MATERIAL SUPPLIED:
Content starts

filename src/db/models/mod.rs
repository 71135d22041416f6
pub mod admins;
pub mod analytics;
pub mod sessions;
pub mod users;
//! Authentication: password hashing, session tokens, session lifecycle,
//! principal extraction, and the access gate.

pub mod extract;
pub mod middleware;
pub mod password;
pub mod session;
pub mod token;
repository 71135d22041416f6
//! Base repository trait for database operations.

/// A repository is a data access layer for a postgres table. It provides
/// methods for creating, reading, updating, and deleting entities, as well
/// as listing them with simple filters.
use crate::db::errors::Result;

/// Base repository trait providing common database operations
///
/// This trait has separate associated types for create requests, update requests, and responses.
#[async_trait::async_trait]
pub trait Repository {
    /// The request type for creating entities
    type CreateRequest;

    /// The request type for updating entities
    type UpdateRequest;

    /// The response/DTO type returned by operations
    type Response;

    /// The identifier type for lookups
    type Id: Send + Sync;

    /// The filter type for list operations
    type Filter: Send + Sync;

    /// Create a new entity
    async fn create(&mut self, request: &Self::CreateRequest) -> Result<Self::Response>;

    /// Get an entity by ID
    async fn get_by_id(&mut self, id: Self::Id) -> Result<Option<Self::Response>>;

    /// List entities with filtering and pagination
    async fn list(&mut self, filter: &Self::Filter) -> Result<Vec<Self::Response>>;

    /// Delete an entity by ID
    async fn delete(&mut self, id: Self::Id) -> Result<bool>;

    /// Update an entity by ID
    async fn update(&mut self, id: Self::Id, request: &Self::UpdateRequest) -> Result<Self::Response>;
}
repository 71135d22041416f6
pub mod handlers;
pub mod models;
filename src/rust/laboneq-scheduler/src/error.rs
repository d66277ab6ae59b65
// Copyright 2025 Zurich Instruments AG
// SPDX-License-Identifier: Apache-2.0

use std::fmt::Display;

use laboneq_common::tinysample::TinySample;

pub type Result<T, E = Error> = std::result::Result<T, E>;

#[derive(thiserror::Error, Debug)]
pub enum Error {
    #[error("Internal error: Length of '{schedule}' starting at {start} must be set by a parameter")]
    UnresolvedLength {
        schedule: &'static str,
        start: TinySample,
    },

    #[error(transparent)]
    Anyhow(#[from] anyhow::Error),
}

impl Error {
    pub fn new<T>(msg: T) -> Self
    where
        T: Display,
    {
        Error::Anyhow(anyhow::anyhow!(msg.to_string()))
    }
}
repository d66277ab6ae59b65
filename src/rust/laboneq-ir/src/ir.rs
// Copyright 2026 Zurich Instruments AG
// SPDX-License-Identifier: Apache-2.0

use std::sync::Arc;

use laboneq_common::types::{
    DeviceKind, DeviceUid, HandleUid, OscillatorUid, ParameterUid, PulseUid, SectionUid, SignalUid,
};
use num_complex::Complex64;

// Information living outside the tree

#[derive(Debug, Clone, Copy, PartialEq, Eq)]
pub enum OscillatorKind {
    Hardware,
    Software,
}

#[derive(Debug, Clone, PartialEq)]
pub struct Oscillator {
    pub uid: OscillatorUid,
    pub kind: OscillatorKind,
    /// Signals modulated by this oscillator.
    pub signals: Vec<SignalUid>,
}

impl Oscillator {
    pub fn is_hardware(&self) -> bool {
        self.kind == OscillatorKind::Hardware
    }
}

#[derive(Debug, Clone, PartialEq)]
pub struct Signal {
    pub uid: SignalUid,
    pub device: DeviceUid,
    pub oscillator: Option<Arc<Oscillator>>,
}

impl Signal {
    pub fn is_hw_modulated(&self) -> bool {
        self.oscillator.as_ref().is_some_and(|osc| osc.is_hardware())
    }
}

#[derive(Debug, Clone, PartialEq)]
pub struct Device {
    pub uid: DeviceUid,
    pub kind: DeviceKind,
}

// IR definition

#[derive(Debug, Clone, PartialEq)]
pub struct Section {
    pub uid: SectionUid,
}

#[derive(Debug, Clone, PartialEq)]
pub struct Loop {
    pub section: SectionUid,
    /// Number of iterations. The children of the loop node are its iterations.
    pub count: u64,
}

#[derive(Debug, Clone, PartialEq)]
pub struct LoopIteration {
    pub section: SectionUid,
    pub iteration: u64,
    /// Sweep parameters stepped in this iteration.
    pub parameters: Vec<ParameterUid>,
}

#[derive(Debug, Clone, PartialEq)]
pub struct PlayPulse {
    pub signal: SignalUid,
    pub pulse: Option<PulseUid>,
    pub amplitude: Option<Complex64>,
    /// Baseband phase of the pulse.
    pub phase: f64,
    pub increment_oscillator_phase: Option<f64>,
    pub set_oscillator_phase: Option<f64>,
}

#[derive(Debug, Clone, PartialEq)]
pub struct Acquire {
    pub signal: SignalUid,
    pub handle: Option<HandleUid>,
    /// Integration kernel.
    pub pulse: Option<PulseUid>,
}

#[derive(Debug, Clone, PartialEq)]
pub struct Delay {
    pub signal: SignalUid,
    pub increment_oscillator_phase: Option<f64>,
    pub set_oscillator_phase: Option<f64>,
}

/// Frequency of a single oscillator in a frequency update.
#[derive(Debug, Clone, PartialEq)]
pub struct OscillatorFrequency {
    pub oscillator: Arc<Oscillator>,
    pub value: f64,
    /// Sweep parameter the value originates from.
    pub parameter: Option<ParameterUid>,
}

/// Frequency update of one or more oscillators in a sweep step.
///
/// The node is an instantaneous marker. Its length is the settle time of the
/// update, which is set by the scheduler from the device.
#[derive(Debug, Clone, PartialEq)]
pub struct SetOscillatorFrequency {
    pub section: SectionUid,
    pub values: Vec<OscillatorFrequency>,
    pub iteration: u64,
}

/// Frequency of the oscillators at the start of the experiment.
#[derive(Debug, Clone, PartialEq)]
pub struct InitialOscillatorFrequency {
    pub values: Vec<OscillatorFrequency>,
}

#[derive(Debug, Clone, PartialEq)]
pub struct ResetSwOscillatorPhase {
    pub section: Option<SectionUid>,
}

#[derive(Debug, Clone, PartialEq)]
pub struct ResetHwOscillatorPhase {
    pub signals: Vec<SignalUid>,
}

/// Nodes that can live in the IR tree.
#[derive(Debug, Clone, PartialEq)]
pub enum IrKind {
    Root,
    Section(Section),
    Loop(Loop),
    LoopIteration(LoopIteration),
    PlayPulse(PlayPulse),
    Acquire(Acquire),
    Delay(Delay),
    SetOscillatorFrequency(SetOscillatorFrequency),
    InitialOscillatorFrequency(InitialOscillatorFrequency),
    ResetSwOscillatorPhase(ResetSwOscillatorPhase),
    ResetHwOscillatorPhase(ResetHwOscillatorPhase),
}

impl IrKind {
    pub fn name(&self) -> &'static str {
        match self {
            IrKind::Root => "Root",
            IrKind::Section(_) => "Section",
            IrKind::Loop(_) => "Loop",
            IrKind::LoopIteration(_) => "LoopIteration",
            IrKind::PlayPulse(_) => "PlayPulse",
            IrKind::Acquire(_) => "Acquire",
            IrKind::Delay(_) => "Delay",
            IrKind::SetOscillatorFrequency(_) => "SetOscillatorFrequency",
            IrKind::InitialOscillatorFrequency(_) => "InitialOscillatorFrequency",
            IrKind::ResetSwOscillatorPhase(_) => "ResetSwOscillatorPhase",
            IrKind::ResetHwOscillatorPhase(_) => "ResetHwOscillatorPhase",
        }
    }
}
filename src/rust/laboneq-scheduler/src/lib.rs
// Copyright 2024 Zurich Instruments AG
// SPDX-License-Identifier: Apache-2.0

pub mod error;
pub mod oscillator_schedule;
pub mod pulse_schedule;
pub mod sampling_rate_tracker;
pub mod schedule_data;

pub use error::{Error, Result};
pub use oscillator_schedule::{InitialOscillatorFrequencySchedule, OscillatorFrequencyStepSchedule};
pub use pulse_schedule::PulseSchedule;
pub use sampling_rate_tracker::SamplingRateTracker;
pub use schedule_data::ScheduleData;
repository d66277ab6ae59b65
// Copyright 2025 Zurich Instruments AG
// SPDX-License-Identifier: Apache-2.0

use std::fmt::Display;

pub type Result<T, E = Error> = std::result::Result<T, E>;

#[derive(thiserror::Error, Debug)]
pub enum Error {
    #[error("Invalid compiler setting '{field}': {reason}")]
    InvalidSetting { field: &'static str, reason: String },

    #[error(transparent)]
    Json(#[from] serde_json::Error),

    #[error(transparent)]
    Anyhow(#[from] anyhow::Error),
}

impl Error {
    pub fn new<T>(msg: T) -> Self
    where
        T: Display,
    {
        Error::Anyhow(anyhow::anyhow!(msg.to_string()))
    }
}
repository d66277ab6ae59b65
// Copyright 2026 Zurich Instruments AG
// SPDX-License-Identifier: Apache-2.0

pub mod builders;
mod ir;
pub mod node;
mod tree;
pub use ir::*;

pub use tree::IrTree;
// Re-export for convenience
pub use laboneq_common::tinysample::TinySample;
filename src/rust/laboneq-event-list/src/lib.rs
// Copyright 2025 Zurich Instruments AG
// SPDX-License-Identifier: Apache-2.0

//! Lowering of the scheduled IR tree into the event list consumed by the
//! code generator.
//!
//! The event list is produced in three steps:
//! - [`flatten_ir`] lowers the tree into events in absolute time.
//! - [`resolve_oscillator_frequencies`] stamps the software oscillator
//!   frequency on pulses and drops the frequency events it has consumed.
//! - [`resolve_oscillator_phases`] computes the software oscillator phase of
//!   every pulse.
//!
//! [`calculate_oscillator_parameters`] is independent of the event list.

mod error;
pub mod event;
pub mod filter;
mod generator;
mod oscillator_frequency;
mod oscillator_parameters;
mod oscillator_phase;
mod signal_map;


use laboneq_common::CompilerSettings;
use laboneq_ir::IrTree;
use laboneq_log::debug;

pub use error::{Error, Result};
pub use event::{Event, EventKind, EventType};
pub use generator::flatten_ir;
pub use oscillator_frequency::resolve_oscillator_frequencies;
pub use oscillator_parameters::{OscillatorParameters, calculate_oscillator_parameters};
pub use oscillator_phase::resolve_oscillator_phases;
pub use signal_map::SignalMap;

/// Generate the event list of the experiment.
///
/// Fails without returning a partial list, most notably when the tree lowers
/// to more than `max_events` events.
pub fn generate_event_list_from_ir(
    ir: &IrTree,
    settings: &CompilerSettings,
    expand_loops: bool,
    max_events: usize,
) -> Result<Vec<Event>> {
    let events = flatten_ir(ir, settings, expand_loops, max_events)?;
    debug!("Flattened IR tree into {} events", events.len());
    let signals = SignalMap::new(ir);
    let mut events = resolve_oscillator_frequencies(events, &signals)?;
    resolve_oscillator_phases(&mut events, &signals)?;
    Ok(events)
}

/// Generate the event list with the loop expansion and event limit of the settings.
pub fn generate_event_list(ir: &IrTree, settings: &CompilerSettings) -> Result<Vec<Event>> {
    generate_event_list_from_ir(
        ir,
        settings,
        settings.expand_loops_for_schedule,
        settings.max_events_to_publish,
    )
}
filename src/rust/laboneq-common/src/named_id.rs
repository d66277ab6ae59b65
// Copyright 2025 Zurich Instruments AG
// SPDX-License-Identifier: Apache-2.0

use string_interner::symbol::SymbolU32;
use string_interner::{DefaultBackend, StringInterner};

/// Interned name of an experiment object (signal, device, oscillator, ...).
///
/// Comparing and hashing a [`NamedId`] is as cheap as for an integer. The
/// original string can be recovered from the [`NamedIdStore`] that created it.
#[derive(Debug, Clone, Copy, PartialEq, Eq, Hash)]
pub struct NamedId {
    uid: SymbolU32,
}

/// A store for named IDs
#[derive(Default)]
pub struct NamedIdStore {
    interner: StringInterner<DefaultBackend>,
}

impl NamedIdStore {
    pub fn new() -> Self {
        NamedIdStore {
            interner: StringInterner::new(),
        }
    }

    /// Return the ID of a name that was interned before, otherwise None.
    pub fn get(&self, name: impl AsRef<str>) -> Option<NamedId> {
        self.interner.get(name).map(|uid| NamedId { uid })
    }

    /// Return the ID of a name, interning the name if necessary.
    pub fn get_or_insert(&mut self, name: impl AsRef<str>) -> NamedId {
        NamedId {
            uid: self.interner.get_or_intern(name),
        }
    }

    pub fn resolve(&self, uid: impl Into<NamedId>) -> Option<&str> {
        self.interner.resolve(uid.into().uid)
    }

    /// Name of the ID for use in messages.
    ///
    /// IDs from a foreign store are rendered with their debug representation
    /// instead of failing, since the message is usually already part of an error.
    pub fn display_name(&self, uid: impl Into<NamedId>) -> String {
        let uid = uid.into();
        match self.resolve(uid) {
            Some(name) => name.to_string(),
            None => format!("{uid:?}"),
        }
    }

    pub fn len(&self) -> usize {
        self.interner.len()
    }

    pub fn is_empty(&self) -> bool {
        self.interner.is_empty()
    }
}

impl std::fmt::Debug for NamedIdStore {
    fn fmt(&self, f: &mut std::fmt::Formatter<'_>) -> std::fmt::Result {
        f.debug_struct("NamedIdStore")
            .field("len", &self.len())
            .finish()
    }
}

/// Declare a typed UID wrapping a [`NamedId`].
#[macro_export]
macro_rules! named_uid {
    ($(#[$meta:meta])* $name:ident) => {
        $(#[$meta])*
        #[derive(Debug, Clone, Copy, PartialEq, Eq, Hash)]
        pub struct $name(pub $crate::named_id::NamedId);

        impl From<$name> for $crate::named_id::NamedId {
            fn from(value: $name) -> Self {
                value.0
            }
        }

        impl From<$crate::named_id::NamedId> for $name {
            fn from(value: $crate::named_id::NamedId) -> Self {
                $name(value)
            }
        }
    };
}

#[cfg(test)]
mod tests {
    use super::*;

    named_uid!(TestUid);

    #[test]
    fn test_interning_is_stable() {
        let mut store = NamedIdStore::new();
        let q0 = store.get_or_insert("q0/drive");
        assert_eq!(q0, store.get_or_insert("q0/drive"));
        let q1 = store.get_or_insert("q1/drive");
        assert_ne!(q0, q1);
        assert_eq!(store.len(), 2);
        assert_eq!(store.get("q1/drive"), Some(q1));
        assert_eq!(store.get("q2/drive"), None);
    }

    #[test]
    fn test_typed_uid_resolves_through_store() {
        let mut store = NamedIdStore::new();
        let uid = TestUid(store.get_or_insert("hdawg_0"));
        assert_eq!(store.resolve(uid), Some("hdawg_0"));
        assert_eq!(store.display_name(uid), "hdawg_0");

        let foreign = NamedIdStore::new();
        assert_eq!(foreign.resolve(uid), None);
        assert!(foreign.display_name(uid).starts_with("NamedId"));
    }
}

Content ends

DIRECTIONS FOR THIS TASK:
Reproduce only this range: the first line of the data above through the line with "for database operations.", both included, exactly as written.

REPLY:
filename src/db/models/mod.rs
repository 71135d22041416f6
pub mod admins;
pub mod analytics;
pub mod sessions;
pub mod users;
//! Authentication: password hashing, session tokens, session lifecycle,
//! principal extraction, and the access gate.

pub mod extract;
pub mod middleware;
pub mod password;
pub mod session;
pub mod token;
repository 71135d22041416f6
//! Base repository trait for database operations.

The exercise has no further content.